With Lee, she just felt that I could do better but was so annoyed by how I was responding to her. She took information from a source she thought was reliable, but in the end became a bit paranoid about it with me. She entrusted the wrong people at that moment because she was in a vulnerable state of mind with being angry about how some people weren't living up to her standards. Don't get me wrong, she's just as bad too in living up to other's expectations. It's too much and stressful and she was trying to lay all of that on me while thinking I could handle it.

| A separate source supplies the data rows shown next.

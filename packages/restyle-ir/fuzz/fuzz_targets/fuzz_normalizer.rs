#![no_main]

use libfuzzer_sys::fuzz_target;
use restyle_ir::features::normalization::RawNode;
use restyle_ir::shared::models::{SlotExpr, SlotTable};
use restyle_ir::CssRuleNormalizer;

fuzz_target!(|data: &[u8]| {
    let Ok(text) = std::str::from_utf8(data) else {
        return;
    };
    // First line is the selector, the rest declaration text
    let (selector, body) = text.split_once('\n').unwrap_or(("&", text));
    let slots: SlotTable = [SlotExpr::new("Icon"), SlotExpr::new("p => p.color")].into_iter().collect();
    let nodes = vec![
        RawNode::declaration(body),
        RawNode::rule(selector, vec![RawNode::declaration(body)]),
        RawNode::at_rule("media", selector, vec![RawNode::declaration(body)]),
    ];
    let _ = CssRuleNormalizer::new().normalize(&nodes, &slots);
});
//! Resolution application layer

pub mod resolver;

pub use resolver::DynamicExpressionResolver;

I know I can handle it and it's just that her source of information was unreliable at that moment. She became paranoid and couldn't drop the thought out of her head. In terms of technicality, Lee was basically being a crazy person, but I enjoy putting a person at peace with me. She's definitely going to have a hard time with me, if I end up trying to talk to her and stuff. She's going to feel uneasy and uncomfortable and try to get people to stop me. In the end though, she couldn't get much accomplished and because of that she already looks bad. With me being able to know that and tell people the same thing about how she failed, Lee isn't going to be keeping anybody by her side a little quicker in time. In the end, I get what I want which is just helping her to be a good friend with me.
This sounds all good and dandy now that I've recovered fully and am very confident and aware of my social and emotionally subjective capabilities; however, Lee might not be at that location I want her to be at anymore. There really isn't anything I can do about it, except just learn from this past situation which was so bothersome to me. I have a morally upright standard that I can't refuse. I made an oath to God and it's something I must keep. It's keeping me naturally away from Lee and the people she involved. Hopefully, I'll fulfill the oath ASAP now. People praying against me in God's name don't really worry me anymore. If you shine in God's light, who can really stand against you? No one.